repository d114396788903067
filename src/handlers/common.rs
use crate::errors::{ApiError, ServiceError};
use axum::{
    http::StatusCode,
    response::{IntoResponse, Response},
    Json,
};
use serde::Serialize;
use validator::Validate;

/// Standard success response
pub fn success_response<T: Serialize>(data: T) -> Response {
    (StatusCode::OK, Json(data)).into_response()
}

/// Standard created response
pub fn created_response<T: Serialize>(data: T) -> Response {
    (StatusCode::CREATED, Json(data)).into_response()
}

/// Validate request input
pub fn validate_input<T: Validate>(input: &T) -> Result<(), ApiError> {
    input
        .validate()
        .map_err(|e| ApiError::ValidationError(format!("Validation failed: {}", e)))
}

/// Map service errors to API errors
pub fn map_service_error(err: ServiceError) -> ApiError {
    ApiError::ServiceError(err)
}
use std::{net::SocketAddr, sync::Arc};

use axum::{routing::get, Router};
use http::HeaderValue;
use tokio::{signal, sync::mpsc};
use tower_http::{
    compression::CompressionLayer,
    cors::{Any, CorsLayer},
};
use tracing::{error, info};

use marketplace_settlement_api as api;

#[tokio::main]
async fn main() -> Result<(), Box<dyn std::error::Error>> {
    let cfg = api::config::load_config()?;
    api::config::init_tracing(cfg.log_level(), cfg.log_json);

    // Init DB
    let db_pool = api::db::establish_connection_from_app_config(&cfg).await?;
    if cfg.auto_migrate {
        api::db::bootstrap_schema(&db_pool).await.map_err(|e| {
            error!("Failed bootstrapping schema: {}", e);
            e
        })?;
    }
    let db_arc = Arc::new(db_pool);

    // Init events
    let (event_tx, event_rx) = mpsc::channel(1024);
    let event_sender = api::events::EventSender::new(event_tx);
    tokio::spawn(api::events::process_events(event_rx));

    // Auth service injected into request extensions for the auth middleware
    let auth_service = Arc::new(api::auth::AuthService::new(
        cfg.jwt_secret.clone(),
        cfg.jwt_expiration,
    ));

    // Aggregate app services used by HTTP handlers
    let services =
        api::handlers::AppServices::new(db_arc.clone(), Arc::new(event_sender.clone()), &cfg);

    let app_state = api::AppState {
        db: db_arc.clone(),
        config: cfg.clone(),
        event_sender,
        services,
    };

    // Build CORS layer from config
    let configured_origins: Option<Vec<HeaderValue>> = cfg
        .cors_allowed_origins
        .as_ref()
        .map(|raw| {
            raw.split(',')
                .filter_map(|origin| {
                    let trimmed = origin.trim();
                    if trimmed.is_empty() {
                        None
                    } else {
                        HeaderValue::from_str(trimmed).ok()
                    }
                })
                .collect::<Vec<_>>()
        })
        .filter(|origins| !origins.is_empty());

    let cors_layer = if let Some(origins) = configured_origins {
        CorsLayer::new()
            .allow_origin(origins)
            .allow_methods(Any)
            .allow_headers(Any)
    } else if cfg.should_allow_permissive_cors() {
        info!("Using permissive CORS because explicit origins were not configured");
        CorsLayer::permissive()
    } else {
        error!("Missing CORS configuration; set APP__CORS_ALLOWED_ORIGINS or APP__CORS_ALLOW_ANY_ORIGIN=true");
        return Err(
            "Missing CORS configuration: set APP__CORS_ALLOWED_ORIGINS or APP__CORS_ALLOW_ANY_ORIGIN=true"
                .into(),
        );
    };

    let app = Router::<api::AppState>::new()
        .route("/", get(|| async { "marketplace-settlement-api up" }))
        .nest("/api/v1", api::api_v1_routes())
        .layer(tower_http::trace::TraceLayer::new_for_http())
        .layer(CompressionLayer::new())
        .layer(cors_layer)
        // Inject AuthService into request extensions for auth middleware
        .layer(axum::middleware::from_fn_with_state(
            auth_service.clone(),
            |axum::extract::State(auth): axum::extract::State<Arc<api::auth::AuthService>>,
             mut req: axum::http::Request<axum::body::Body>,
             next: axum::middleware::Next| async move {
                req.extensions_mut().insert(auth);
                next.run(req).await
            },
        ))
        .with_state(app_state);

    // Bind and serve
    let addr = SocketAddr::from(([0, 0, 0, 0], cfg.port));
    info!("marketplace-settlement-api listening on http://{}", addr);
    let listener = tokio::net::TcpListener::bind(addr).await?;

    axum::serve(listener, app.into_make_service())
        .with_graceful_shutdown(shutdown_signal())
        .await?;

    Ok(())
}

async fn shutdown_signal() {
    let ctrl_c = async {
        signal::ctrl_c()
            .await
            .expect("failed to install Ctrl+C handler");
    };

    #[cfg(unix)]
    let terminate = async {
        use tokio::signal::unix::{signal, SignalKind};

        let mut sigterm =
            signal(SignalKind::terminate()).expect("failed to install signal handler");
        sigterm.recv().await;
    };

    #[cfg(not(unix))]
    let terminate = std::future::pending::<()>();

    tokio::select! {
        _ = ctrl_c => {},
        _ = terminate => {},
    }
}
//! Integration tests for product creation under plan quotas.

mod common;

use axum::http::Method;
use common::{response_json, TestApp};
use rust_decimal_macros::dec;
use serde_json::json;

async fn create_product(app: &TestApp, token: &str, name: &str) -> axum::response::Response {
    app.request(
        Method::POST,
        "/api/v1/products",
        Some(json!({ "name": name, "price": "19.90", "stock": 5 })),
        Some(token),
    )
    .await
}

#[tokio::test]
async fn product_creation_stops_at_the_plan_limit() {
    let app = TestApp::new().await;
    let owner = app.seed_user("seller@example.com").await;
    let plan = app.seed_plan("Starter", dec!(0), 2).await;
    app.seed_seller(&owner, &plan).await;
    let token = app.token_for(&owner);

    assert_eq!(create_product(&app, &token, "Produto 1").await.status(), 201);
    assert_eq!(create_product(&app, &token, "Produto 2").await.status(), 201);

    let third = create_product(&app, &token, "Produto 3").await;
    assert_eq!(third.status(), 403);
    let body = response_json(third).await;
    assert!(body["message"].as_str().unwrap().contains("2 of 2"));
}

#[tokio::test]
async fn negative_limit_means_unlimited() {
    let app = TestApp::new().await;
    let owner = app.seed_user("seller@example.com").await;
    let plan = app.seed_plan("Premium", dec!(49.90), -1).await;
    app.seed_seller(&owner, &plan).await;
    let token = app.token_for(&owner);

    for i in 0..5 {
        let response = create_product(&app, &token, &format!("Produto {}", i)).await;
        assert_eq!(response.status(), 201);
    }
}

#[tokio::test]
async fn inactive_products_do_not_count_against_the_quota() {
    let app = TestApp::new().await;
    let owner = app.seed_user("seller@example.com").await;
    let plan = app.seed_plan("Starter", dec!(0), 2).await;
    let seller = app.seed_seller(&owner, &plan).await;
    let token = app.token_for(&owner);

    app.seed_product(&seller.id, "Ativo", dec!(10), 1).await;
    app.seed_product_with(&seller.id, "Desativado", dec!(10), 1, false)
        .await;

    // One active of two allowed, so one more fits.
    assert_eq!(create_product(&app, &token, "Novo").await.status(), 201);
    assert_eq!(create_product(&app, &token, "Excesso").await.status(), 403);
}

#[tokio::test]
async fn photo_count_is_capped_by_the_plan() {
    let app = TestApp::new().await;
    let owner = app.seed_user("seller@example.com").await;
    // seeded plans allow 5 photos per product
    let plan = app.seed_plan("Starter", dec!(0), 10).await;
    app.seed_seller(&owner, &plan).await;
    let token = app.token_for(&owner);

    let photos: Vec<String> = (0..6).map(|i| format!("https://cdn.test/p{}.jpg", i)).collect();
    let response = app
        .request(
            Method::POST,
            "/api/v1/products",
            Some(json!({ "name": "Produto", "price": "19.90", "stock": 5, "photos": photos })),
            Some(&token),
        )
        .await;
    assert_eq!(response.status(), 403);
    let body = response_json(response).await;
    assert!(body["message"].as_str().unwrap().contains("6 of 5"));

    let within_cap: Vec<String> = (0..5).map(|i| format!("https://cdn.test/p{}.jpg", i)).collect();
    let response = app
        .request(
            Method::POST,
            "/api/v1/products",
            Some(json!({ "name": "Produto", "price": "19.90", "stock": 5, "photos": within_cap })),
            Some(&token),
        )
        .await;
    assert_eq!(response.status(), 201);
}

#[tokio::test]
async fn only_sellers_can_create_products() {
    let app = TestApp::new().await;
    let buyer = app.seed_user("buyer@example.com").await;

    let response = create_product(&app, &app.token_for(&buyer), "Produto").await;
    assert_eq!(response.status(), 403);
}

#[tokio::test]
async fn negative_price_is_rejected() {
    let app = TestApp::new().await;
    let owner = app.seed_user("seller@example.com").await;
    let plan = app.seed_plan("Starter", dec!(0), 10).await;
    app.seed_seller(&owner, &plan).await;

    let response = app
        .request(
            Method::POST,
            "/api/v1/products",
            Some(json!({ "name": "Produto", "price": "-1.00", "stock": 5 })),
            Some(&app.token_for(&owner)),
        )
        .await;

    assert_eq!(response.status(), 400);
}

#[tokio::test]
async fn negative_stock_is_rejected() {
    let app = TestApp::new().await;
    let owner = app.seed_user("seller@example.com").await;
    let plan = app.seed_plan("Starter", dec!(0), 10).await;
    app.seed_seller(&owner, &plan).await;

    let response = app
        .request(
            Method::POST,
            "/api/v1/products",
            Some(json!({ "name": "Produto", "price": "9.90", "stock": -3 })),
            Some(&app.token_for(&owner)),
        )
        .await;

    assert_eq!(response.status(), 400);
}
use async_trait::async_trait;
use chrono::{DateTime, Utc};
use sea_orm::entity::prelude::*;
use serde::{Deserialize, Serialize};

#[derive(Clone, Debug, PartialEq, Eq, DeriveEntityModel, Serialize, Deserialize)]
#[sea_orm(table_name = "cart_items")]
pub struct Model {
    #[sea_orm(primary_key, auto_increment = false)]
    pub id: String,

    pub user_id: String,
    pub product_id: String,
    pub quantity: i32,
    pub created_at: DateTime<Utc>,
    pub updated_at: DateTime<Utc>,
}

#[derive(Copy, Clone, Debug, EnumIter, DeriveRelation)]
pub enum Relation {
    #[sea_orm(
        belongs_to = "super::user::Entity",
        from = "Column::UserId",
        to = "super::user::Column::Id"
    )]
    User,
    #[sea_orm(
        belongs_to = "super::product::Entity",
        from = "Column::ProductId",
        to = "super::product::Column::Id"
    )]
    Product,
}

impl Related<super::user::Entity> for Entity {
    fn to() -> RelationDef {
        Relation::User.def()
    }
}

impl Related<super::product::Entity> for Entity {
    fn to() -> RelationDef {
        Relation::Product.def()
    }
}

#[async_trait]
impl ActiveModelBehavior for ActiveModel {}
pub mod cart;
pub mod checkout;
pub mod orders;
pub mod payments;
pub mod quota;

pub use cart::CartService;
pub use checkout::CheckoutService;
pub use orders::OrderService;
pub use payments::PaymentService;
pub use quota::QuotaService;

### The task
Lines that include the word "main" — how many are there in the data? Answer with the number alone.

### Response for this exercise
2